## About this exercise
Please state how many lines in the records below contain the word "EmptyFilterKeyword", giving only the number.

## Supplied records
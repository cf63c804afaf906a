//! Turns a raw command line into a [`Command`].
//!
//! The first word selects the command; the rest is tokenized on the flags that
//! command accepts and validated into typed values. Nothing here touches the
//! job book, so a parse failure can never mutate state.

use crate::commands::{
    Command, DisplayIndex, UpdateDescriptor, ADD_USAGE, DELETE_USAGE, FILTER_USAGE, FIND_USAGE,
    HELP_USAGE, SORT_USAGE, TAG_USAGE, UNTAG_USAGE, UPDATE_USAGE,
};
use crate::datetime::{self, DateTimeParseError};
use crate::model::{InvalidStatus, JobApplication, ModelError, Status, Tag, MAX_TAGS};
use crate::predicate::ApplicationPredicate;
use crate::sort::{SortField, SortKeyError, SortOrder};
use crate::tokenizer::{
    tokenize, ArgumentMultimap, DuplicatePrefixError, Prefix, PREFIX_COMPANY, PREFIX_DEADLINE,
    PREFIX_ROLE, PREFIX_STATUS, PREFIX_TAG,
};
use regex::Regex;
use std::collections::BTreeSet;
use std::sync::OnceLock;
use tracing::debug;

#[derive(thiserror::Error, Debug, Clone, PartialEq, Eq)]
pub enum ParseError {
    #[error("Unknown command '{0}'. Type 'help' to see the available commands.")]
    UnknownCommand(String),
    #[error("Invalid command format!\n{usage}")]
    InvalidFormat { usage: &'static str },
    #[error("Index must be a positive integer, got '{input}'.\n{usage}")]
    InvalidIndex { input: String, usage: &'static str },
    #[error(transparent)]
    DuplicatePrefixes(#[from] DuplicatePrefixError),
    #[error(transparent)]
    InvalidStatus(#[from] InvalidStatus),
    #[error(transparent)]
    Model(#[from] ModelError),
    #[error(transparent)]
    DateTime(#[from] DateTimeParseError),
    #[error("Filter command accepts only one filter flag at a time. Please use only one of: t/, s/, d/ or r/")]
    MultipleFilterFlags,
    #[error("Invalid empty {0} keyword for filter.")]
    EmptyFilterKeyword(&'static str),
    #[error("Invalid date format. Expected format: yyyy-MM-dd")]
    FilterDateFormat,
    #[error("Invalid date. Please enter a valid date in yyyy-MM-dd format.")]
    FilterDate,
    #[error("{source}\n{}", SORT_USAGE)]
    SortKey {
        #[from]
        source: SortKeyError,
    },
}

const FILTER_PREFIXES: [Prefix; 4] = [PREFIX_TAG, PREFIX_STATUS, PREFIX_DEADLINE, PREFIX_ROLE];

fn filter_date_regex() -> &'static Regex {
    static FILTER_DATE: OnceLock<Regex> = OnceLock::new();
    FILTER_DATE.get_or_init(|| Regex::new(r"^\d{4}-\d{2}-\d{2}$").expect("filter date pattern is valid"))
}

pub fn parse_command(input: &str) -> Result<Command, ParseError> {
    let trimmed = input.trim();
    if trimmed.is_empty() {
        return Err(ParseError::InvalidFormat { usage: HELP_USAGE });
    }
    let (word, args) = trimmed
        .split_once(char::is_whitespace)
        .unwrap_or((trimmed, ""));
    debug!(word, args, "parsing command");

    match word {
        "add" => parse_add(args),
        "delete" => parse_index(args, DELETE_USAGE).map(Command::Delete),
        "update" => parse_update(args),
        "tag" => parse_tagging(args, TAG_USAGE)
            .map(|(index, tags)| Command::Tag { index, tags }),
        "untag" => parse_tagging(args, UNTAG_USAGE)
            .map(|(index, tags)| Command::Untag { index, tags }),
        "filter" => parse_filter(args).map(Command::Filter),
        "find" => parse_find(args).map(Command::Filter),
        "list" => Ok(Command::Filter(ApplicationPredicate::ShowAll)),
        "sort" => parse_sort(args),
        "clear" => Ok(Command::Clear),
        "help" => Ok(Command::Help),
        "save" => Ok(Command::Save),
        "exit" => Ok(Command::Exit),
        other => Err(ParseError::UnknownCommand(other.to_string())),
    }
}

fn parse_add(args: &str) -> Result<Command, ParseError> {
    let map = tokenize(
        args,
        &[PREFIX_COMPANY, PREFIX_ROLE, PREFIX_STATUS, PREFIX_DEADLINE, PREFIX_TAG],
    );
    let required = [PREFIX_COMPANY, PREFIX_ROLE, PREFIX_STATUS];
    if !required.iter().all(|p| map.is_present(*p)) || !map.preamble().is_empty() {
        return Err(ParseError::InvalidFormat { usage: ADD_USAGE });
    }
    map.verify_no_duplicates(&[PREFIX_COMPANY, PREFIX_ROLE, PREFIX_STATUS, PREFIX_DEADLINE])?;

    let company = non_blank(&map, PREFIX_COMPANY, "company name")?;
    let role = non_blank(&map, PREFIX_ROLE, "role")?;
    let status = parse_status(&map)?;
    let deadline = match map.value(PREFIX_DEADLINE) {
        Some(text) => datetime::parse(text)?,
        None => datetime::default_date_time(),
    };
    let tags = parse_tags(map.all_values(PREFIX_TAG))?;

    let application = JobApplication::new(company, role, deadline, status, tags)?;
    Ok(Command::Add(application))
}

fn parse_update(args: &str) -> Result<Command, ParseError> {
    let map = tokenize(
        args,
        &[PREFIX_COMPANY, PREFIX_ROLE, PREFIX_STATUS, PREFIX_DEADLINE, PREFIX_TAG],
    );
    let index = index_from(map.preamble(), UPDATE_USAGE)?;
    map.verify_no_duplicates(&[PREFIX_COMPANY, PREFIX_ROLE, PREFIX_STATUS, PREFIX_DEADLINE])?;

    let mut descriptor = UpdateDescriptor::default();
    if map.is_present(PREFIX_COMPANY) {
        descriptor.company_name = Some(non_blank(&map, PREFIX_COMPANY, "company name")?);
    }
    if map.is_present(PREFIX_ROLE) {
        descriptor.role = Some(non_blank(&map, PREFIX_ROLE, "role")?);
    }
    if map.is_present(PREFIX_STATUS) {
        descriptor.status = Some(parse_status(&map)?);
    }
    if let Some(text) = map.value(PREFIX_DEADLINE) {
        descriptor.deadline = Some(datetime::parse(text)?);
    }
    descriptor.tags = parse_tags_for_update(map.all_values(PREFIX_TAG))?;

    Ok(Command::Update { index, descriptor })
}

fn parse_tagging(
    args: &str,
    usage: &'static str,
) -> Result<(DisplayIndex, BTreeSet<Tag>), ParseError> {
    let map = tokenize(args, &[PREFIX_TAG]);
    let index = index_from(map.preamble(), usage)?;
    if !map.is_present(PREFIX_TAG) {
        return Err(ParseError::InvalidFormat { usage });
    }
    let tags = parse_tags(map.all_values(PREFIX_TAG))?;
    Ok((index, tags))
}

fn parse_filter(args: &str) -> Result<ApplicationPredicate, ParseError> {
    let map = tokenize(args, &FILTER_PREFIXES);
    let present: Vec<Prefix> = FILTER_PREFIXES
        .into_iter()
        .filter(|p| map.is_present(*p))
        .collect();

    let preamble = map.preamble();
    if preamble.eq_ignore_ascii_case("none") {
        return Ok(ApplicationPredicate::ShowAll);
    }
    if !preamble.is_empty() {
        return Err(ParseError::InvalidFormat { usage: FILTER_USAGE });
    }
    let flag = match present.as_slice() {
        [] => return Err(ParseError::InvalidFormat { usage: FILTER_USAGE }),
        [flag] => *flag,
        _ => return Err(ParseError::MultipleFilterFlags),
    };
    map.verify_no_duplicates(&[flag])?;
    let value = map.value(flag).unwrap_or_default();

    match flag {
        PREFIX_TAG if value.is_empty() => Err(ParseError::EmptyFilterKeyword("tag")),
        PREFIX_TAG => Ok(ApplicationPredicate::tag_contains(value)),
        PREFIX_ROLE if value.is_empty() => Err(ParseError::EmptyFilterKeyword("role")),
        PREFIX_ROLE => Ok(ApplicationPredicate::role_contains(value)),
        PREFIX_STATUS => Ok(ApplicationPredicate::StatusMatches(value.parse::<Status>()?)),
        _ => {
            if !filter_date_regex().is_match(value) {
                return Err(ParseError::FilterDateFormat);
            }
            datetime::parse_iso_date(value)
                .map(ApplicationPredicate::DeadlineOn)
                .map_err(|_| ParseError::FilterDate)
        }
    }
}

fn parse_find(args: &str) -> Result<ApplicationPredicate, ParseError> {
    let keywords: Vec<&str> = args.split_whitespace().collect();
    if keywords.is_empty() {
        return Err(ParseError::InvalidFormat { usage: FIND_USAGE });
    }
    Ok(ApplicationPredicate::company_keywords(keywords))
}

fn parse_sort(args: &str) -> Result<Command, ParseError> {
    let parts: Vec<&str> = args.split_whitespace().collect();
    let (field, order) = match parts.as_slice() {
        [field] => (field.parse::<SortField>()?, SortOrder::default()),
        [field, order] => (field.parse::<SortField>()?, order.parse::<SortOrder>()?),
        _ => return Err(ParseError::InvalidFormat { usage: SORT_USAGE }),
    };
    Ok(Command::Sort { field, order })
}

fn parse_index(args: &str, usage: &'static str) -> Result<DisplayIndex, ParseError> {
    index_from(args.trim(), usage)
}

fn index_from(text: &str, usage: &'static str) -> Result<DisplayIndex, ParseError> {
    if text.is_empty() {
        return Err(ParseError::InvalidFormat { usage });
    }
    let invalid = || ParseError::InvalidIndex {
        input: text.to_string(),
        usage,
    };
    if !text.chars().all(|c| c.is_ascii_digit()) {
        return Err(invalid());
    }
    text.parse::<usize>()
        .ok()
        .and_then(DisplayIndex::new)
        .ok_or_else(invalid)
}

fn non_blank(
    map: &ArgumentMultimap,
    prefix: Prefix,
    field: &'static str,
) -> Result<String, ParseError> {
    match map.value(prefix) {
        Some(value) if !value.is_empty() => Ok(value.to_string()),
        _ => Err(ModelError::BlankField(field).into()),
    }
}

fn parse_status(map: &ArgumentMultimap) -> Result<Status, ParseError> {
    Ok(map.value(PREFIX_STATUS).unwrap_or_default().parse::<Status>()?)
}

fn parse_tags(values: &[String]) -> Result<BTreeSet<Tag>, ParseError> {
    let tags = values
        .iter()
        .map(|value| Tag::parse(value))
        .collect::<Result<BTreeSet<_>, _>>()?;
    if tags.len() > MAX_TAGS {
        return Err(ModelError::TooManyTags(tags.len()).into());
    }
    Ok(tags)
}

/// No `t/` keeps the tags; a single empty `t/` clears them.
fn parse_tags_for_update(values: &[String]) -> Result<Option<BTreeSet<Tag>>, ParseError> {
    match values {
        [] => Ok(None),
        [only] if only.is_empty() => Ok(Some(BTreeSet::new())),
        _ => parse_tags(values).map(Some),
    }
}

## Solution to this problem
3